▶ What is expected: Below are some records; quote exactly the lines from the one that contains "use crate::job::Millis;" through the one that contains "pub struct ClockConfig", inclusive, and no others.

▶ Supplied entries:
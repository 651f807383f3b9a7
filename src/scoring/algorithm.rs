use chrono::{DateTime, Utc};
use serde::{Deserialize, Serialize};

use crate::models::{OnChainActivitySummary, ScoreResult, SocialProfileSummary};

/// `(threshold, points)` pairs, highest first. A value strictly above a
/// threshold earns that band's points.
type Bands = [(i64, u32)];

const TRANSACTION_BANDS: &Bands = &[(100, 40), (50, 30), (20, 20), (5, 10)];
const ACTIVE_DAY_BANDS: &Bands = &[(90, 40), (60, 30), (30, 20), (10, 10)];
const EARLY_ADOPTER_BANDS: &Bands = &[(180, 20), (90, 15), (30, 10)];

const POST_BANDS: &Bands = &[(200, 30), (100, 25), (50, 20), (20, 15), (5, 10)];
const FOLLOWER_BANDS: &Bands = &[(1000, 25), (500, 20), (100, 15), (50, 10)];
const ACCOUNT_AGE_BANDS: &Bands = &[(180, 25), (90, 20), (30, 15), (7, 10)];
const PRO_BADGE_POINTS: u32 = 20;

/// Points earned per signal.
#[derive(Debug, Clone, Copy, Default, Serialize, Deserialize, PartialEq, Eq)]
pub struct ScoreBreakdown {
    pub transactions: u32,
    pub active_days: u32,
    pub early_adopter: u32,
    pub posts: u32,
    pub followers: u32,
    pub account_age: u32,
    pub pro_badge: u32,
}

impl ScoreBreakdown {
    pub fn onchain_total(&self) -> u32 {
        self.transactions + self.active_days + self.early_adopter
    }

    pub fn social_total(&self) -> u32 {
        self.posts + self.followers + self.account_age + self.pro_badge
    }

    pub fn total(&self) -> u32 {
        self.onchain_total() + self.social_total()
    }
}

fn band_points(value: i64, bands: &Bands) -> u32 {
    bands
        .iter()
        .find(|(threshold, _)| value > *threshold)
        .map(|(_, points)| *points)
        .unwrap_or(0)
}

fn count(value: u64) -> i64 {
    i64::try_from(value).unwrap_or(i64::MAX)
}

pub fn calculate_breakdown(
    onchain: &OnChainActivitySummary,
    social: &SocialProfileSummary,
    now: DateTime<Utc>,
) -> ScoreBreakdown {
    ScoreBreakdown {
        transactions: band_points(count(onchain.transaction_count), TRANSACTION_BANDS),
        active_days: band_points(count(onchain.active_day_count), ACTIVE_DAY_BANDS),
        early_adopter: onchain
            .days_since_first_activity(now)
            .map_or(0, |days| band_points(days, EARLY_ADOPTER_BANDS)),
        posts: band_points(count(social.post_count), POST_BANDS),
        followers: band_points(count(social.follower_count), FOLLOWER_BANDS),
        account_age: social
            .days_since_registration(now)
            .map_or(0, |days| band_points(days, ACCOUNT_AGE_BANDS)),
        pro_badge: if social.pro_badge { PRO_BADGE_POINTS } else { 0 },
    }
}

/// Deterministic for a fixed `now`. Day counts are measured against it, so
/// the same stored timestamps score higher as time passes.
pub fn calculate_score(
    onchain: &OnChainActivitySummary,
    social: &SocialProfileSummary,
    now: DateTime<Utc>,
) -> ScoreResult {
    ScoreResult::new(calculate_breakdown(onchain, social, now).total())
}
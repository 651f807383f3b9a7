//! HTTP boundary consumed by the web front end.

use axum::{
    extract::State,
    http::StatusCode,
    response::{IntoResponse, Response},
    routing::{get, post},
    Json, Router,
};
use serde::{Deserialize, Serialize};
use std::{net::SocketAddr, sync::Arc};
use tracing::{error, info, warn};

use crate::scoring::EligibilityChecker;

#[derive(Debug, Deserialize)]
pub struct CheckRequest {
    #[serde(default)]
    pub input: Option<String>,
}

#[derive(Serialize)]
struct ErrorResponse {
    error: String,
}

pub fn router(checker: Arc<EligibilityChecker>) -> Router {
    Router::new()
        .route("/api/check-eligibility", post(check_eligibility))
        .route("/health", get(health))
        .with_state(checker)
}

pub async fn serve(checker: Arc<EligibilityChecker>, addr: SocketAddr) -> std::io::Result<()> {
    let listener = tokio::net::TcpListener::bind(addr).await?;
    info!("Listening on http://{}", addr);
    axum::serve(listener, router(checker)).await
}

async fn health() -> &'static str {
    "ok"
}

/// POST /api/check-eligibility
async fn check_eligibility(
    State(checker): State<Arc<EligibilityChecker>>,
    Json(request): Json<CheckRequest>,
) -> Response {
    let input = request.input.unwrap_or_default();

    match checker.check(&input).await {
        Ok(report) => Json(report).into_response(),
        Err(e) if e.is_user_error() => {
            warn!("Rejected input {:?}: {}", input, e);
            error_response(StatusCode::BAD_REQUEST, e.user_message())
        }
        Err(e) => {
            error!("Error in check-eligibility for {:?}: {}", input, e);
            error_response(StatusCode::INTERNAL_SERVER_ERROR, e.user_message())
        }
    }
}

fn error_response(status: StatusCode, message: String) -> Response {
    (status, Json(ErrorResponse { error: message })).into_response()
}
pub mod activity;
pub mod social;
pub mod score;
pub mod estimate;
pub mod error;

pub use activity::*;
pub use social::*;
pub use score::*;
pub use estimate::*;
pub use error::*;
use chrono::{DateTime, Duration, NaiveDate, Utc};
use std::collections::{HashMap, HashSet};

use crate::models::{OnChainActivitySummary, Provenance, TransferRecord};

/// Upper bound on the active-day guess made from a nonce.
pub const MAX_ESTIMATED_ACTIVE_DAYS: u64 = 365;

/// Synthesized first activity is never more recent than this.
pub const MIN_ESTIMATED_ACCOUNT_AGE_DAYS: i64 = 7;

/// Merge both sides of the history into one exact summary.
///
/// A transfer present in both sets (self-transfers) is counted once.
pub fn summarize_transfers(
    sent: Vec<TransferRecord>,
    received: Vec<TransferRecord>,
) -> OnChainActivitySummary {
    let by_hash: HashMap<String, TransferRecord> = sent
        .into_iter()
        .chain(received)
        .map(|record| (record.hash.clone(), record))
        .collect();

    if by_hash.is_empty() {
        return OnChainActivitySummary::empty();
    }

    let mut records: Vec<TransferRecord> = by_hash.into_values().collect();
    records.sort_by(|a, b| b.timestamp.cmp(&a.timestamp));

    let active_days: HashSet<NaiveDate> = records
        .iter()
        .map(|record| record.timestamp.date_naive())
        .collect();

    OnChainActivitySummary {
        transaction_count: records.len() as u64,
        active_day_count: active_days.len() as u64,
        first_activity: records.last().map(|r| r.timestamp),
        last_activity: records.first().map(|r| r.timestamp),
        provenance: Provenance::Exact,
    }
}

/// Approximate a summary from the account nonce alone.
pub fn estimate_from_nonce(
    transaction_count: u64,
    now: DateTime<Utc>,
    genesis: DateTime<Utc>,
) -> OnChainActivitySummary {
    let active_day_count = (transaction_count / 2).min(MAX_ESTIMATED_ACTIVE_DAYS);

    let walked_back = now - Duration::days(active_day_count as i64);
    let latest_allowed = now - Duration::days(MIN_ESTIMATED_ACCOUNT_AGE_DAYS);
    let first_activity = walked_back.min(latest_allowed).max(genesis);

    OnChainActivitySummary {
        transaction_count,
        active_day_count,
        first_activity: Some(first_activity),
        last_activity: Some(now),
        provenance: Provenance::Estimated,
    }
}

#[cfg(test)]
mod tests {
    use super::*;
    use crate::models::TransferDirection;
    use chrono::TimeZone;

    fn record(hash: &str, timestamp: DateTime<Utc>, direction: TransferDirection) -> TransferRecord {
        TransferRecord {
            hash: hash.to_string(),
            timestamp,
            direction,
        }
    }

    fn genesis() -> DateTime<Utc> {
        Utc.with_ymd_and_hms(2023, 8, 9, 0, 0, 0).unwrap()
    }

    #[test]
    fn test_empty_history() {
        let summary = summarize_transfers(vec![], vec![]);
        assert_eq!(summary, OnChainActivitySummary::empty());
        assert!(!summary.is_estimated());
    }

    #[test]
    fn test_self_transfer_counted_once() {
        let at = Utc.with_ymd_and_hms(2024, 5, 1, 9, 30, 0).unwrap();
        let sent = vec![record("0x01", at, TransferDirection::Sent)];
        let received = vec![record("0x01", at, TransferDirection::Received)];

        let summary = summarize_transfers(sent, received);
        assert_eq!(summary.transaction_count, 1);
        assert_eq!(summary.active_day_count, 1);
        assert_eq!(summary.first_activity, Some(at));
        assert_eq!(summary.last_activity, Some(at));
    }

    #[test]
    fn test_active_days_use_utc_dates() {
        let late = Utc.with_ymd_and_hms(2024, 5, 1, 23, 59, 59).unwrap();
        let early_next = Utc.with_ymd_and_hms(2024, 5, 2, 0, 0, 1).unwrap();
        let same_day = Utc.with_ymd_and_hms(2024, 5, 1, 1, 0, 0).unwrap();

        let summary = summarize_transfers(
            vec![
                record("0x01", late, TransferDirection::Sent),
                record("0x02", same_day, TransferDirection::Sent),
            ],
            vec![record("0x03", early_next, TransferDirection::Received)],
        );

        assert_eq!(summary.transaction_count, 3);
        assert_eq!(summary.active_day_count, 2);
        assert_eq!(summary.first_activity, Some(same_day));
        assert_eq!(summary.last_activity, Some(early_next));
        assert_eq!(summary.provenance, Provenance::Exact);
    }

    #[test]
    fn test_estimate_caps_active_days() {
        let now = Utc.with_ymd_and_hms(2026, 1, 1, 0, 0, 0).unwrap();

        let summary = estimate_from_nonce(10_000, now, genesis());
        assert_eq!(summary.active_day_count, 365);
        assert_eq!(summary.first_activity, Some(now - Duration::days(365)));
        assert_eq!(summary.last_activity, Some(now));
        assert!(summary.is_estimated());

        let summary = estimate_from_nonce(41, now, genesis());
        assert_eq!(summary.active_day_count, 20);
        assert_eq!(summary.first_activity, Some(now - Duration::days(20)));
    }

    #[test]
    fn test_estimate_first_activity_is_at_least_a_week_old() {
        let now = Utc.with_ymd_and_hms(2026, 1, 1, 0, 0, 0).unwrap();
        let summary = estimate_from_nonce(4, now, genesis());

        assert_eq!(summary.active_day_count, 2);
        assert_eq!(summary.first_activity, Some(now - Duration::days(7)));
    }

    #[test]
    fn test_estimate_never_predates_genesis() {
        let now = Utc.with_ymd_and_hms(2023, 10, 1, 0, 0, 0).unwrap();
        let summary = estimate_from_nonce(1_000, now, genesis());

        assert_eq!(summary.active_day_count, 365);
        assert_eq!(summary.first_activity, Some(genesis()));
    }
}
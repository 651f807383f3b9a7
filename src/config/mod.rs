pub mod settings;

pub use settings::{Settings, AppSettings, ChainSettings, SocialSettings, ApiSettings};
use async_trait::async_trait;
use crate::models::{Result, SocialProfileSummary};

#[cfg_attr(test, mockall::automock)]
#[async_trait]
pub trait ProfileSource: Send + Sync {
    /// Look up a profile by platform id. `Ok(None)` means the lookup
    /// succeeded but no such account exists.
    async fn profile(&self, fid: u64) -> Result<Option<SocialProfileSummary>>;
}
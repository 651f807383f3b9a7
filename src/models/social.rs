use serde::{Deserialize, Serialize};
use chrono::{DateTime, Utc};

use super::activity::whole_days_between;

#[derive(Debug, Clone, Serialize, Deserialize, PartialEq, Eq)]
#[serde(rename_all = "camelCase")]
pub struct SocialProfileSummary {
    pub fid: u64,
    pub username: String,
    pub display_name: String,
    pub registered_at: Option<DateTime<Utc>>,
    pub post_count: u64,
    pub follower_count: u64,
    pub following_count: u64,
    pub pro_badge: bool,
}

impl SocialProfileSummary {
    /// Stand-in used when a request resolves only the on-chain side.
    pub fn empty() -> Self {
        Self {
            fid: 0,
            username: String::new(),
            display_name: String::new(),
            registered_at: None,
            post_count: 0,
            follower_count: 0,
            following_count: 0,
            pro_badge: false,
        }
    }

    pub fn days_since_registration(&self, now: DateTime<Utc>) -> Option<i64> {
        self.registered_at.map(|at| whole_days_between(at, now))
    }
}
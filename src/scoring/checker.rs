use chrono::{DateTime, Utc};
use serde::{Deserialize, Serialize};
use tracing::{debug, info};

use crate::{
    chains::TransactionFetcher,
    config::Settings,
    models::{
        AirdropEstimate, EligibilityTier, OnChainActivitySummary, Result, ScoreResult,
        SocialProfileSummary,
    },
    scoring::{
        algorithm::calculate_score,
        estimate::estimate_airdrop,
        input::{classify, CheckInput},
    },
    social::SocialProfileFetcher,
};

/// Everything returned for one eligibility check.
#[derive(Debug, Clone, Serialize, Deserialize, PartialEq)]
#[serde(rename_all = "camelCase")]
pub struct EligibilityReport {
    pub onchain: OnChainActivitySummary,
    pub farcaster: SocialProfileSummary,
    pub score: u32,
    pub eligibility: EligibilityTier,
    pub airdrop_estimate: AirdropEstimate,
}

impl EligibilityReport {
    /// Score and estimate both summaries against the same instant.
    pub fn assemble(
        onchain: OnChainActivitySummary,
        farcaster: SocialProfileSummary,
        now: DateTime<Utc>,
    ) -> Self {
        let ScoreResult { score, tier } = calculate_score(&onchain, &farcaster, now);
        let airdrop_estimate = estimate_airdrop(&onchain, &farcaster, now);

        Self {
            onchain,
            farcaster,
            score,
            eligibility: tier,
            airdrop_estimate,
        }
    }

    pub fn score_result(&self) -> ScoreResult {
        ScoreResult {
            score: self.score,
            tier: self.eligibility,
        }
    }
}

/// Runs a single check: classify, fetch one side, score, estimate.
///
/// Only one side is ever resolved. An address gets an empty social profile
/// and a fid gets an empty on-chain summary; nothing links the two.
pub struct EligibilityChecker {
    transactions: TransactionFetcher,
    social: SocialProfileFetcher,
}

impl EligibilityChecker {
    pub fn new(transactions: TransactionFetcher, social: SocialProfileFetcher) -> Self {
        Self { transactions, social }
    }

    pub fn from_settings(settings: &Settings) -> Result<Self> {
        Ok(Self::new(
            TransactionFetcher::from_settings(&settings.chain)?,
            SocialProfileFetcher::from_settings(&settings.social)?,
        ))
    }

    pub async fn check(&self, input: &str) -> Result<EligibilityReport> {
        self.check_at(input, Utc::now()).await
    }

    pub async fn check_at(&self, input: &str, now: DateTime<Utc>) -> Result<EligibilityReport> {
        let classified = classify(input)?;
        debug!("Classified input {} as {:?}", input, classified);

        let (onchain, farcaster) = match classified {
            CheckInput::Address(address) => (
                self.transactions.fetch_at(&address, now).await,
                SocialProfileSummary::empty(),
            ),
            CheckInput::Fid(fid) => (
                OnChainActivitySummary::empty(),
                self.social.fetch_at(fid, now).await?,
            ),
        };

        let report = EligibilityReport::assemble(onchain, farcaster, now);
        info!(
            "Checked {}: score {} ({}){}",
            input,
            report.score,
            report.eligibility.as_str(),
            if report.onchain.is_estimated() { ", estimated on-chain data" } else { "" }
        );

        Ok(report)
    }
}
use serde::{Deserialize, Serialize};
use config::{Config, ConfigError, File};
use chrono::{DateTime, NaiveDate, NaiveTime, Utc};
use std::path::Path;

#[derive(Debug, Clone, Serialize, Deserialize)]
pub struct Settings {
    pub app: AppSettings,
    pub chain: ChainSettings,
    pub social: SocialSettings,
    pub api: ApiSettings,
}

#[derive(Debug, Clone, Serialize, Deserialize)]
pub struct AppSettings {
    pub name: String,
    pub version: String,
    pub log_level: String,
}

#[derive(Debug, Clone, Serialize, Deserialize)]
pub struct ChainSettings {
    /// Indexer base URL; the API key is appended as the last path segment.
    pub indexer_url: String,
    pub indexer_api_key: Option<String>,
    pub node_rpc_url: String,
    /// Network launch date (YYYY-MM-DD). Synthesized activity never predates it.
    pub genesis_date: String,
    pub max_transfers: u32,
    pub timeout_seconds: u64,
}

#[derive(Debug, Clone, Serialize, Deserialize)]
pub struct SocialSettings {
    pub api_url: String,
    pub api_key: Option<String>,
    pub timeout_seconds: u64,
}

#[derive(Debug, Clone, Serialize, Deserialize)]
pub struct ApiSettings {
    pub host: String,
    pub port: u16,
}

impl Default for Settings {
    fn default() -> Self {
        Self {
            app: AppSettings {
                name: "Airdrop Checker".to_string(),
                version: env!("CARGO_PKG_VERSION").to_string(),
                log_level: "info".to_string(),
            },
            chain: ChainSettings {
                indexer_url: "https://base-mainnet.g.alchemy.com/v2".to_string(),
                indexer_api_key: None,
                node_rpc_url: "https://mainnet.base.org".to_string(),
                genesis_date: "2023-08-09".to_string(), // Base mainnet launch
                max_transfers: 1000,
                timeout_seconds: 30,
            },
            social: SocialSettings {
                api_url: "https://api.neynar.com".to_string(),
                api_key: None,
                timeout_seconds: 30,
            },
            api: ApiSettings {
                host: "0.0.0.0".to_string(),
                port: 8080,
            },
        }
    }
}

impl Settings {
    pub fn new() -> Result<Self, ConfigError> {
        let s = Config::builder()
            .add_source(Config::try_from(&Settings::default())?)
            .add_source(File::with_name("config/default").required(false))
            .add_source(File::with_name("config/local").required(false))
            .add_source(config::Environment::with_prefix("AIRDROP_CHECKER").separator("__"))
            .build()?;

        s.try_deserialize()
    }

    /// Defaults overlaid by a single explicit file, then the environment.
    pub fn from_file<P: AsRef<Path>>(path: P) -> Result<Self, ConfigError> {
        let s = Config::builder()
            .add_source(Config::try_from(&Settings::default())?)
            .add_source(File::from(path.as_ref()))
            .add_source(config::Environment::with_prefix("AIRDROP_CHECKER").separator("__"))
            .build()?;

        s.try_deserialize()
    }

    pub fn validate(&self) -> Result<(), String> {
        for (name, url) in [
            ("chain.indexer_url", &self.chain.indexer_url),
            ("chain.node_rpc_url", &self.chain.node_rpc_url),
            ("social.api_url", &self.social.api_url),
        ] {
            reqwest::Url::parse(url).map_err(|e| format!("{} is not a valid URL: {}", name, e))?;
        }

        if self.chain.max_transfers == 0 || self.chain.max_transfers > 1000 {
            return Err(format!(
                "chain.max_transfers must be between 1 and 1000, got {}",
                self.chain.max_transfers
            ));
        }

        if self.chain.timeout_seconds == 0 || self.social.timeout_seconds == 0 {
            return Err("Timeouts must be greater than zero".to_string());
        }

        self.chain.genesis()?;

        Ok(())
    }
}

impl ChainSettings {
    pub fn indexer_credential(&self) -> Option<&str> {
        usable_credential(self.indexer_api_key.as_deref())
    }

    pub fn genesis(&self) -> Result<DateTime<Utc>, String> {
        NaiveDate::parse_from_str(&self.genesis_date, "%Y-%m-%d")
            .map(|date| date.and_time(NaiveTime::MIN).and_utc())
            .map_err(|e| format!("Invalid chain.genesis_date {}: {}", self.genesis_date, e))
    }
}

impl SocialSettings {
    pub fn credential(&self) -> Option<&str> {
        usable_credential(self.api_key.as_deref())
    }
}

/// Blank keys and untouched `your_..._here` template values count as missing.
fn usable_credential(key: Option<&str>) -> Option<&str> {
    let key = key?.trim();
    if key.is_empty() || (key.starts_with("your_") && key.ends_with("_here")) {
        return None;
    }
    Some(key)
}

#[cfg(test)]
mod tests {
    use super::*;
    use chrono::TimeZone;

    #[test]
    fn test_default_settings_validate() {
        let settings = Settings::default();
        assert!(settings.validate().is_ok());
        assert_eq!(
            settings.chain.genesis().unwrap(),
            Utc.with_ymd_and_hms(2023, 8, 9, 0, 0, 0).unwrap()
        );
    }

    #[test]
    fn test_template_credentials_are_absent() {
        let mut settings = Settings::default();
        assert_eq!(settings.chain.indexer_credential(), None);

        settings.chain.indexer_api_key = Some("your_alchemy_api_key_here".to_string());
        assert_eq!(settings.chain.indexer_credential(), None);

        settings.social.api_key = Some("   ".to_string());
        assert_eq!(settings.social.credential(), None);

        settings.social.api_key = Some("abc123".to_string());
        assert_eq!(settings.social.credential(), Some("abc123"));
    }

    #[test]
    fn test_from_file_overrides_defaults() {
        let path = std::env::temp_dir().join(format!("airdrop-checker-{}.toml", std::process::id()));
        std::fs::write(
            &path,
            "[chain]\nmax_transfers = 250\ngenesis_date = \"2023-07-13\"\n\n[api]\nport = 9090\n",
        )
        .unwrap();

        let settings = Settings::from_file(&path).unwrap();
        std::fs::remove_file(&path).unwrap();

        assert_eq!(settings.chain.max_transfers, 250);
        assert_eq!(settings.chain.genesis_date, "2023-07-13");
        assert_eq!(settings.api.port, 9090);
        assert_eq!(settings.social.api_url, "https://api.neynar.com");
        assert!(settings.validate().is_ok());
    }

    #[test]
    fn test_from_file_missing_is_error() {
        assert!(Settings::from_file("/nonexistent/airdrop-checker.toml").is_err());
    }

    #[test]
    fn test_validate_rejects_bad_values() {
        let mut settings = Settings::default();
        settings.chain.max_transfers = 5000;
        assert!(settings.validate().is_err());

        let mut settings = Settings::default();
        settings.chain.genesis_date = "August 2023".to_string();
        assert!(settings.validate().is_err());

        let mut settings = Settings::default();
        settings.social.api_url = "not a url".to_string();
        assert!(settings.validate().is_err());
    }
}
//! Configuration for the virtual clock

use std::path::Path;

use serde::{Deserialize, Serialize};
use tracing::level_filters::LevelFilter;

use crate::error::ClockError;
use crate::host::BindingName;
use crate::job::Millis;
use crate::{DEFAULT_FAKED_BINDINGS, DEFAULT_START_TIME};

/// Configuration for a virtual clock and its installer
#[derive(Debug, Clone, PartialEq, Eq, Serialize, Deserialize)]
#[serde(default)]
pub struct ClockConfig {
    /// Virtual time the clock starts at, and returns to on reset (milliseconds)
    pub start_time: Millis,

    /// Host bindings replaced by `install_with_config`
    pub fake: Vec<BindingName>,

    /// Level handed to the `tracing` subscriber, see [`ClockConfig::level_filter`]
    pub log_level: String,
}

impl Default for ClockConfig {
    fn default() -> Self {
        Self {
            start_time: DEFAULT_START_TIME,
            fake: DEFAULT_FAKED_BINDINGS.to_vec(),
            log_level: "info".to_string(),
        }
    }
}

impl ClockConfig {
    /// Configuration starting at `start_time` with every default binding faked
    pub fn starting_at(start_time: Millis) -> Self {
        Self { start_time, ..Default::default() }
    }

    /// Reject duplicate fake names and unknown log levels
    pub fn validate(&self) -> Result<(), ClockError> {
        for (i, name) in self.fake.iter().enumerate() {
            if self.fake[..i].contains(name) {
                return Err(ClockError::Config(format!("binding {name} listed twice")));
            }
        }
        self.level_filter().map(|_| ())
    }

    /// Most verbose level a subscriber should record for this configuration
    pub fn level_filter(&self) -> Result<LevelFilter, ClockError> {
        match self.log_level.to_ascii_lowercase().as_str() {
            "trace" => Ok(LevelFilter::TRACE),
            "debug" => Ok(LevelFilter::DEBUG),
            "info" => Ok(LevelFilter::INFO),
            "warn" => Ok(LevelFilter::WARN),
            "error" => Ok(LevelFilter::ERROR),
            "off" => Ok(LevelFilter::OFF),
            other => Err(ClockError::Config(format!("unknown log level {other:?}"))),
        }
    }

    /// Load configuration from TOML file
    pub fn from_file(path: impl AsRef<Path>) -> Result<Self, ClockError> {
        let path = path.as_ref();
        let content = std::fs::read_to_string(path)
            .map_err(|e| ClockError::Config(format!("failed to read {}: {e}", path.display())))?;
        let config: ClockConfig = toml::from_str(&content)
            .map_err(|e| ClockError::Config(format!("failed to parse {}: {e}", path.display())))?;
        config.validate()?;
        Ok(config)
    }

    /// Save configuration to TOML file
    pub fn to_file(&self, path: impl AsRef<Path>) -> Result<(), ClockError> {
        let path = path.as_ref();
        let content = toml::to_string_pretty(self)
            .map_err(|e| ClockError::Config(format!("failed to serialize config: {e}")))?;
        std::fs::write(path, content)
            .map_err(|e| ClockError::Config(format!("failed to write {}: {e}", path.display())))?;
        Ok(())
    }
}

▶ Task output:
use crate::job::Millis;
use crate::{DEFAULT_FAKED_BINDINGS, DEFAULT_START_TIME};

/// Configuration for a virtual clock and its installer
#[derive(Debug, Clone, PartialEq, Eq, Serialize, Deserialize)]
#[serde(default)]
pub struct ClockConfig {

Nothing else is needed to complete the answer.